- Genres: Alternative hip hop Indie hip hop
- Years active: 2000–present
- Labels: Anticon, Weapon-Shaped, 6months
- Members: Passage Bomarr Telephone Jim Jesus
- Website: www.anticon.com

= Restiform Bodies (band) =

American hip hop group

Restiform Bodies is an alternative hip hop trio based in San Francisco, California. It consists of rapper Passage and producers Bomarr and Telephone Jim Jesus. The band was signed to Anticon throughout its existence.

==History==
Passage and Bomarr (then known as The Bomarr Monk) self-released the album Moods & Symptoms in 2000. Soon after, Passage formed Restiform Bodies with his high school friends Bomarr and Telephone Jim Jesus.

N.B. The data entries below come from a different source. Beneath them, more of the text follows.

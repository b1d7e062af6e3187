//! Concurrent in-memory chunk table with submitter and session indices.

use crate::pipeline::types::ChunkRecord;
use crate::storage::{ChunkStore, StoreError};
use std::collections::{BTreeSet, HashMap};
use std::sync::{Arc, PoisonError, RwLock, RwLockReadGuard, RwLockWriteGuard};

#[derive(Debug, Default)]
struct Tables {
    /// Owning table, keyed by chunk id.
    chunks: HashMap<String, Arc<ChunkRecord>>,
    /// submitter id -> chunk ids. Entries are only ever added.
    by_submitter: HashMap<String, BTreeSet<String>>,
    /// session id -> chunk ids. Entries are only ever added.
    by_session: HashMap<String, BTreeSet<String>>,
}

impl Tables {
    fn resolve(&self, ids: Option<&BTreeSet<String>>) -> Vec<Arc<ChunkRecord>> {
        let Some(ids) = ids else {
            return Vec::new();
        };
        ids.iter()
            .filter_map(|id| self.chunks.get(id).cloned())
            .collect()
    }
}

/// In-memory store of finished records.
///
/// Reads share the lock with each other; `save` takes it exclusively. Index
/// entries hold ids only and are always resolved through the primary table.
/// Re-saving an id under a different submitter or session leaves the old
/// index entry in place, so a lookup by the old key still returns the
/// current record.
#[derive(Debug, Default)]
pub struct IndexedStore {
    tables: RwLock<Tables>,
}

impl IndexedStore {
    pub fn new() -> Self {
        Self::default()
    }

    fn read(&self) -> RwLockReadGuard<'_, Tables> {
        self.tables.read().unwrap_or_else(PoisonError::into_inner)
    }

    fn write(&self) -> RwLockWriteGuard<'_, Tables> {
        self.tables.write().unwrap_or_else(PoisonError::into_inner)
    }

    /// Inserts or replaces a record and indexes it. Never fails.
    pub fn insert(&self, record: Arc<ChunkRecord>) {
        let id = record.id().to_string();
        let mut tables = self.write();

        tables
            .by_submitter
            .entry(record.submitter_id().to_string())
            .or_default()
            .insert(id.clone());
        tables
            .by_session
            .entry(record.session_id().to_string())
            .or_default()
            .insert(id.clone());
        tables.chunks.insert(id, record);
    }

    pub fn find(&self, id: &str) -> Option<Arc<ChunkRecord>> {
        self.read().chunks.get(id).cloned()
    }

    /// Records indexed under a submitter, ordered by id. Empty if unknown.
    pub fn find_by_submitter(&self, submitter_id: &str) -> Vec<Arc<ChunkRecord>> {
        let tables = self.read();
        tables.resolve(tables.by_submitter.get(submitter_id))
    }

    /// Records indexed under a session, ordered by id. Empty if unknown.
    pub fn find_by_session(&self, session_id: &str) -> Vec<Arc<ChunkRecord>> {
        let tables = self.read();
        tables.resolve(tables.by_session.get(session_id))
    }

    pub fn len(&self) -> usize {
        self.read().chunks.len()
    }

    pub fn is_empty(&self) -> bool {
        self.len() == 0
    }
}

impl ChunkStore for IndexedStore {
    fn save(&self, record: Arc<ChunkRecord>) -> Result<(), StoreError> {
        self.insert(record);
        Ok(())
    }

    fn get_by_id(&self, id: &str) -> Result<Arc<ChunkRecord>, StoreError> {
        self.find(id).ok_or_else(|| StoreError::NotFound { id: id.to_string() })
    }

    fn get_by_submitter(&self, submitter_id: &str) -> Result<Vec<Arc<ChunkRecord>>, StoreError> {
        Ok(self.find_by_submitter(submitter_id))
    }

    fn get_by_session(&self, session_id: &str) -> Result<Vec<Arc<ChunkRecord>>, StoreError> {
        Ok(self.find_by_session(session_id))
    }

    fn name(&self) -> &'static str {
        "indexed-store"
    }
}
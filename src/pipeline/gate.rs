//! Non-blocking entry point into the pipeline.

use crate::pipeline::error::SubmitError;
use crate::pipeline::stats::PipelineStats;
use crate::pipeline::types::ChunkRecord;
use crossbeam_channel::{Sender, TrySendError};
use std::sync::Arc;

/// Cheap, cloneable handle that transports use to hand records to the pipeline.
///
/// `submit` never blocks: a full ingress queue is reported as
/// [`SubmitError::Backpressure`] and the caller decides whether to retry.
/// Acceptance is the last thing the caller hears about a record.
#[derive(Clone)]
pub struct SubmissionGate {
    tx: Sender<ChunkRecord>,
    stats: Arc<PipelineStats>,
}

impl SubmissionGate {
    pub(crate) fn new(tx: Sender<ChunkRecord>, stats: Arc<PipelineStats>) -> Self {
        Self { tx, stats }
    }

    pub fn submit(&self, record: ChunkRecord) -> Result<(), SubmitError> {
        match self.tx.try_send(record) {
            Ok(()) => {
                self.stats.record_submitted();
                Ok(())
            }
            Err(TrySendError::Full(_)) => {
                self.stats.record_rejected();
                Err(SubmitError::Backpressure)
            }
            Err(TrySendError::Disconnected(_)) => Err(SubmitError::Closed),
        }
    }

    /// Records currently waiting in the ingress queue.
    pub fn pending(&self) -> usize {
        self.tx.len()
    }

    /// Capacity of the ingress queue.
    pub fn capacity(&self) -> usize {
        self.tx.capacity().unwrap_or(0)
    }
}
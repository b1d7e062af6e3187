use crate::pipeline::{ChunkRecord, Phase, QueueDepths, StatsSnapshot};
use crate::server::{ApiError, ApiResult, AppState};
use axum::Json;
use axum::body::Body;
use axum::extract::{Path, State};
use axum::http::{HeaderMap, StatusCode};
use serde::Serialize;
use std::sync::Arc;

/// Header names are matched case-insensitively.
pub const SUBMITTER_HEADER: &str = "userid";
pub const SESSION_HEADER: &str = "sessionid";
pub const TIMESTAMP_HEADER: &str = "timestamp";

fn required_header<'a>(headers: &'a HeaderMap, name: &str) -> ApiResult<&'a str> {
    headers
        .get(name)
        .and_then(|value| value.to_str().ok())
        .filter(|value| !value.is_empty())
        .ok_or(ApiError::MissingHeaders)
}

/// `POST /upload`
///
/// Responds 202 with the record as submitted. Stage metadata is added after
/// the response, and a record that later fails validation is dropped without
/// further notice.
pub async fn upload(
    State(state): State<AppState>,
    headers: HeaderMap,
    body: Body,
) -> ApiResult<(StatusCode, Json<ChunkRecord>)> {
    let submitter_id = required_header(&headers, SUBMITTER_HEADER)?;
    let session_id = required_header(&headers, SESSION_HEADER)?;
    let timestamp = required_header(&headers, TIMESTAMP_HEADER)?;

    let timestamp: i64 = timestamp.parse().map_err(|_| ApiError::InvalidTimestamp)?;

    let payload = axum::body::to_bytes(body, state.max_body_bytes)
        .await
        .map_err(|e| {
            tracing::debug!(error = %e, "upload body unreadable");
            ApiError::UnreadableBody
        })?;

    let record =
        ChunkRecord::new(submitter_id, session_id, timestamp, payload.to_vec()).with_generated_id();

    state.pipeline.submit(record.clone())?;
    tracing::debug!(id = record.id(), submitter_id = record.submitter_id(), "chunk accepted");

    Ok((StatusCode::ACCEPTED, Json(record)))
}

/// `GET /chunks/{id}`
pub async fn get_chunk(
    State(state): State<AppState>,
    Path(id): Path<String>,
) -> ApiResult<Json<Arc<ChunkRecord>>> {
    state
        .pipeline
        .store()
        .find(&id)
        .map(Json)
        .ok_or(ApiError::NotFound)
}

/// `GET /sessions/{user_id}`
///
/// The path segment is a submitter id, and the result lists that
/// submitter's records across all sessions.
pub async fn get_sessions(
    State(state): State<AppState>,
    Path(user_id): Path<String>,
) -> Json<Vec<Arc<ChunkRecord>>> {
    Json(state.pipeline.store().find_by_submitter(&user_id))
}

#[derive(Debug, Serialize)]
pub struct StatsResponse {
    pub phase: Phase,
    pub counters: StatsSnapshot,
    pub queues: QueueDepths,
    pub stored_records: usize,
}

/// `GET /stats`
pub async fn stats(State(state): State<AppState>) -> Json<StatsResponse> {
    let pipeline = &state.pipeline;
    Json(StatsResponse {
        phase: pipeline.phase(),
        counters: pipeline.stats().snapshot(),
        queues: pipeline.queue_depths(),
        stored_records: pipeline.store().len(),
    })
}
//! Staged chunk ingestion pipeline.
//!
//! Records flow through five stations (ingest, validate, transform,
//! extract-metadata, sink). Each station runs on its own worker threads,
//! connected by bounded crossbeam channels. A full ingress queue is reported
//! to the submitter instead of blocking it.

pub mod cancel;
pub mod clock;
pub mod error;
pub mod gate;
pub mod metadata_station;
pub mod orchestrator;
pub mod sink;
pub mod station;
pub mod stats;
pub mod transform_station;
pub mod types;
pub mod validate_station;

pub use cancel::{CancelSource, CancelToken};
pub use clock::{Clock, SystemClock};
pub use error::{ErrorReporter, LogReporter, StationError, SubmitError};
pub use gate::SubmissionGate;
pub use metadata_station::{MetadataStation, PlaceholderTranscriber, Transcriber};
pub use orchestrator::{Pipeline, PipelineConfig, QueueDepths};
pub use sink::SinkStation;
pub use station::{Station, StationPool, WorkerContext};
pub use stats::{PipelineStats, StatsSnapshot};
pub use transform_station::{ContentHasher, PlaceholderHasher, TransformStation};
pub use types::{ChunkRecord, Phase};
pub use validate_station::{IngestStation, ValidateStation, is_admissible};
//! Integration tests for the HTTP surface over a real loopback listener.

use std::sync::Arc;
use std::time::Duration;

use chunkflow::pipeline::{Pipeline, PipelineConfig};
use chunkflow::server::{self, AppState};
use chunkflow::{AppendLog, IndexedStore};
use reqwest::StatusCode;
use serde_json::Value;
use tempfile::TempDir;
use tokio::io::{AsyncReadExt, AsyncWriteExt};
use tokio::net::{TcpListener, TcpStream};
use tokio::sync::oneshot;
use tokio::task::JoinHandle;

struct TestServer {
    base: String,
    addr: std::net::SocketAddr,
    pipeline: Arc<Pipeline>,
    shutdown: Option<oneshot::Sender<()>>,
    handle: JoinHandle<std::io::Result<()>>,
    _dir: TempDir,
}

struct Options {
    pipeline: PipelineConfig,
    start: bool,
    max_body_bytes: usize,
    request_timeout: Duration,
}

impl Default for Options {
    fn default() -> Self {
        Self {
            pipeline: PipelineConfig::default(),
            start: true,
            max_body_bytes: 1024 * 1024,
            request_timeout: Duration::from_secs(10),
        }
    }
}

async fn spawn_server(options: Options) -> TestServer {
    let dir = TempDir::new().unwrap();
    let log = AppendLog::open(dir.path().join("data.db")).unwrap();
    let pipeline = Arc::new(Pipeline::new(
        options.pipeline,
        Arc::new(IndexedStore::new()),
        Arc::new(log),
    ));
    if options.start {
        pipeline.start().unwrap();
    }

    let listener = TcpListener::bind("127.0.0.1:0").await.unwrap();
    let addr = listener.local_addr().unwrap();
    let app = server::router(
        AppState::new(pipeline.clone(), options.max_body_bytes),
        options.request_timeout,
    );

    let (shutdown_tx, shutdown_rx) = oneshot::channel::<()>();
    let handle = tokio::spawn(server::serve(
        listener,
        app,
        async move {
            let _ = shutdown_rx.await;
        },
        Duration::from_secs(1),
    ));

    TestServer {
        base: format!("http://{addr}"),
        addr,
        pipeline,
        shutdown: Some(shutdown_tx),
        handle,
        _dir: dir,
    }
}

/// Loopback client that ignores any proxy configured in the environment.
fn client() -> reqwest::Client {
    reqwest::Client::builder().no_proxy().build().unwrap()
}

fn upload(client: &reqwest::Client, server: &TestServer) -> reqwest::RequestBuilder {
    client.post(format!("{}/upload", server.base))
}

async fn poll_chunk(client: &reqwest::Client, server: &TestServer, id: &str) -> Option<Value> {
    for _ in 0..200 {
        let response = client
            .get(format!("{}/chunks/{id}", server.base))
            .send()
            .await
            .unwrap();
        if response.status() == StatusCode::OK {
            return Some(response.json().await.unwrap());
        }
        tokio::time::sleep(Duration::from_millis(10)).await;
    }
    None
}

#[tokio::test]
async fn test_upload_accepted_and_eventually_stamped() {
    let server = spawn_server(Options::default()).await;
    let client = client();

    let response = upload(&client, &server)
        .header("userId", "u1")
        .header("sessionId", "s1")
        .header("timeStamp", "1690000000")
        .body("hello")
        .send()
        .await
        .unwrap();
    assert_eq!(response.status(), StatusCode::ACCEPTED);

    let accepted: Value = response.json().await.unwrap();
    let id = accepted["id"].as_str().unwrap().to_string();
    assert!(!id.is_empty());
    assert_eq!(accepted["submitter_id"], "u1");
    assert_eq!(accepted["session_id"], "s1");
    assert_eq!(accepted["ingest_timestamp"], 1_690_000_000);
    assert_eq!(accepted["payload"], "aGVsbG8=");
    assert!(accepted["metadata"].is_null());

    let stored = poll_chunk(&client, &server, &id).await.expect("record stored");
    let metadata = stored["metadata"].as_object().unwrap();
    for key in ["checksum", "transformed_at", "fake_transcript", "extracted_at"] {
        assert!(metadata.contains_key(key), "missing {key}");
    }
    assert_eq!(metadata["checksum"], "deadbeef");
}

#[tokio::test]
async fn test_upload_missing_session_header_is_rejected() {
    let server = spawn_server(Options::default()).await;
    let client = client();

    let response = upload(&client, &server)
        .header("userId", "u1")
        .header("timeStamp", "1690000000")
        .body("hello")
        .send()
        .await
        .unwrap();
    assert_eq!(response.status(), StatusCode::BAD_REQUEST);
    assert_eq!(response.text().await.unwrap(), "missing required headers");

    tokio::time::sleep(Duration::from_millis(50)).await;
    assert_eq!(server.pipeline.stats().snapshot().submitted, 0);
    assert!(server.pipeline.store().is_empty());
}

#[tokio::test]
async fn test_upload_missing_or_empty_headers_are_rejected() {
    let server = spawn_server(Options::default()).await;
    let client = client();

    let cases: [&[(&str, &str)]; 4] = [
        &[("sessionId", "s1"), ("timeStamp", "1")],
        &[("userId", "u1"), ("sessionId", "s1")],
        &[("userId", "u1"), ("sessionId", "s1"), ("timeStamp", "")],
        &[("userId", ""), ("sessionId", "s1"), ("timeStamp", "1")],
    ];
    for headers in cases {
        let mut request = upload(&client, &server).body("hello");
        for (name, value) in headers {
            request = request.header(*name, *value);
        }
        let response = request.send().await.unwrap();
        assert_eq!(response.status(), StatusCode::BAD_REQUEST, "headers: {headers:?}");
        assert_eq!(response.text().await.unwrap(), "missing required headers");
    }

    assert_eq!(server.pipeline.stats().snapshot().submitted, 0);
}

#[tokio::test]
async fn test_upload_bad_timestamp_is_rejected() {
    let server = spawn_server(Options::default()).await;
    let client = client();

    let response = upload(&client, &server)
        .header("userId", "u1")
        .header("sessionId", "s1")
        .header("timeStamp", "yesterday")
        .body("hello")
        .send()
        .await
        .unwrap();
    assert_eq!(response.status(), StatusCode::BAD_REQUEST);
    assert_eq!(response.text().await.unwrap(), "invalid timestamp");
}

#[tokio::test]
async fn test_upload_empty_body_accepted_but_never_stored() {
    let server = spawn_server(Options::default()).await;
    let client = client();

    let response = upload(&client, &server)
        .header("userId", "u1")
        .header("sessionId", "s1")
        .header("timeStamp", "1")
        .send()
        .await
        .unwrap();
    assert_eq!(response.status(), StatusCode::ACCEPTED);
    let id = response.json::<Value>().await.unwrap()["id"]
        .as_str()
        .unwrap()
        .to_string();

    for _ in 0..200 {
        if server.pipeline.stats().snapshot().dropped_invalid == 1 {
            break;
        }
        tokio::time::sleep(Duration::from_millis(10)).await;
    }
    assert_eq!(server.pipeline.stats().snapshot().dropped_invalid, 1);

    let response = client
        .get(format!("{}/chunks/{id}", server.base))
        .send()
        .await
        .unwrap();
    assert_eq!(response.status(), StatusCode::NOT_FOUND);
}

#[tokio::test]
async fn test_upload_over_body_limit_is_unreadable() {
    let server = spawn_server(Options {
        max_body_bytes: 8,
        ..Options::default()
    })
    .await;
    let client = client();

    let response = upload(&client, &server)
        .header("userId", "u1")
        .header("sessionId", "s1")
        .header("timeStamp", "1")
        .body(vec![7u8; 64])
        .send()
        .await
        .unwrap();
    assert_eq!(response.status(), StatusCode::INTERNAL_SERVER_ERROR);
    assert_eq!(server.pipeline.stats().snapshot().submitted, 0);
}

#[tokio::test]
async fn test_upload_backpressure_returns_429() {
    let server = spawn_server(Options {
        pipeline: PipelineConfig {
            queue_capacity: 1,
            workers: 1,
        },
        start: false,
        ..Options::default()
    })
    .await;
    let client = client();

    let send = || {
        upload(&client, &server)
            .header("userId", "u1")
            .header("sessionId", "s1")
            .header("timeStamp", "1")
            .body("x")
            .send()
    };

    assert_eq!(send().await.unwrap().status(), StatusCode::ACCEPTED);
    let rejected = send().await.unwrap();
    assert_eq!(rejected.status(), StatusCode::TOO_MANY_REQUESTS);
    assert_eq!(rejected.text().await.unwrap(), "backpressure: queue full");
}

#[tokio::test]
async fn test_get_unknown_chunk_is_404() {
    let server = spawn_server(Options::default()).await;
    let response = client()
        .get(format!("{}/chunks/does-not-exist", server.base))
        .send()
        .await
        .unwrap();
    assert_eq!(response.status(), StatusCode::NOT_FOUND);
}

#[tokio::test]
async fn test_sessions_route_lists_by_submitter() {
    let server = spawn_server(Options::default()).await;
    let client = client();

    let mut ids = Vec::new();
    for session in ["s1", "s2"] {
        let response = upload(&client, &server)
            .header("userId", "u1")
            .header("sessionId", session)
            .header("timeStamp", "1")
            .body("x")
            .send()
            .await
            .unwrap();
        let body: Value = response.json().await.unwrap();
        ids.push(body["id"].as_str().unwrap().to_string());
    }
    for id in &ids {
        assert!(poll_chunk(&client, &server, id).await.is_some());
    }

    // The path segment is a submitter id, not a session id
    let by_user: Vec<Value> = client
        .get(format!("{}/sessions/u1", server.base))
        .send()
        .await
        .unwrap()
        .json()
        .await
        .unwrap();
    assert_eq!(by_user.len(), 2);

    let by_session: Vec<Value> = client
        .get(format!("{}/sessions/s1", server.base))
        .send()
        .await
        .unwrap()
        .json()
        .await
        .unwrap();
    assert!(by_session.is_empty());
}

#[tokio::test]
async fn test_stats_reports_phase_and_counters() {
    let server = spawn_server(Options {
        start: false,
        ..Options::default()
    })
    .await;

    let stats: Value = client()
        .get(format!("{}/stats", server.base))
        .send()
        .await
        .unwrap()
        .json()
        .await
        .unwrap();
    assert_eq!(stats["phase"], "stopped");
    assert_eq!(stats["counters"]["submitted"], 0);
    assert_eq!(stats["queues"]["ingest"], 0);
    assert_eq!(stats["stored_records"], 0);
}

#[tokio::test]
async fn test_stalled_request_times_out() {
    let server = spawn_server(Options {
        request_timeout: Duration::from_millis(200),
        ..Options::default()
    })
    .await;

    // Announce a body and never send it
    let mut stream = TcpStream::connect(server.addr).await.unwrap();
    stream
        .write_all(
            b"POST /upload HTTP/1.1\r\nHost: localhost\r\nuserId: u1\r\nsessionId: s1\r\n\
              timeStamp: 1\r\nContent-Length: 100\r\n\r\npartial",
        )
        .await
        .unwrap();

    let mut buf = vec![0u8; 1024];
    let n = tokio::time::timeout(Duration::from_secs(5), stream.read(&mut buf))
        .await
        .unwrap()
        .unwrap();
    let response = String::from_utf8_lossy(&buf[..n]);
    assert!(response.starts_with("HTTP/1.1 408"), "got: {response}");
}

#[tokio::test]
async fn test_graceful_shutdown_stops_serving() {
    let mut server = spawn_server(Options::default()).await;

    server.shutdown.take().unwrap().send(()).unwrap();
    let result = tokio::time::timeout(Duration::from_secs(5), &mut server.handle)
        .await
        .unwrap()
        .unwrap();
    assert!(result.is_ok());

    let after = client()
        .get(format!("{}/stats", server.base))
        .send()
        .await;
    assert!(after.is_err());
}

Their self-titled debut album, Restiform Bodies, was released on 6months in 2001.

In 2002, the band toured across the United States and Canada with Sole and Kevin Blechdom.

Restiform Bodies released their Anticon debut, TV Loves You Back, in 2008. In promotion of the album, the band toured nationally with their labelmate Why?.

==Discography==
===Albums===
- Oubliette (2000)
- Restiform Bodies (2001)
- Sun Hop Flat (2001)
- TV Loves You Back (2008)
- TV Loves You Back: Remixes (2013)

===Singles===
- "I Want What You Want" b/w "Recycle America" (2003)

===Compilation appearances===
- "Sippy Cup" on Anticon Label Sampler: 1999-2004 (2004)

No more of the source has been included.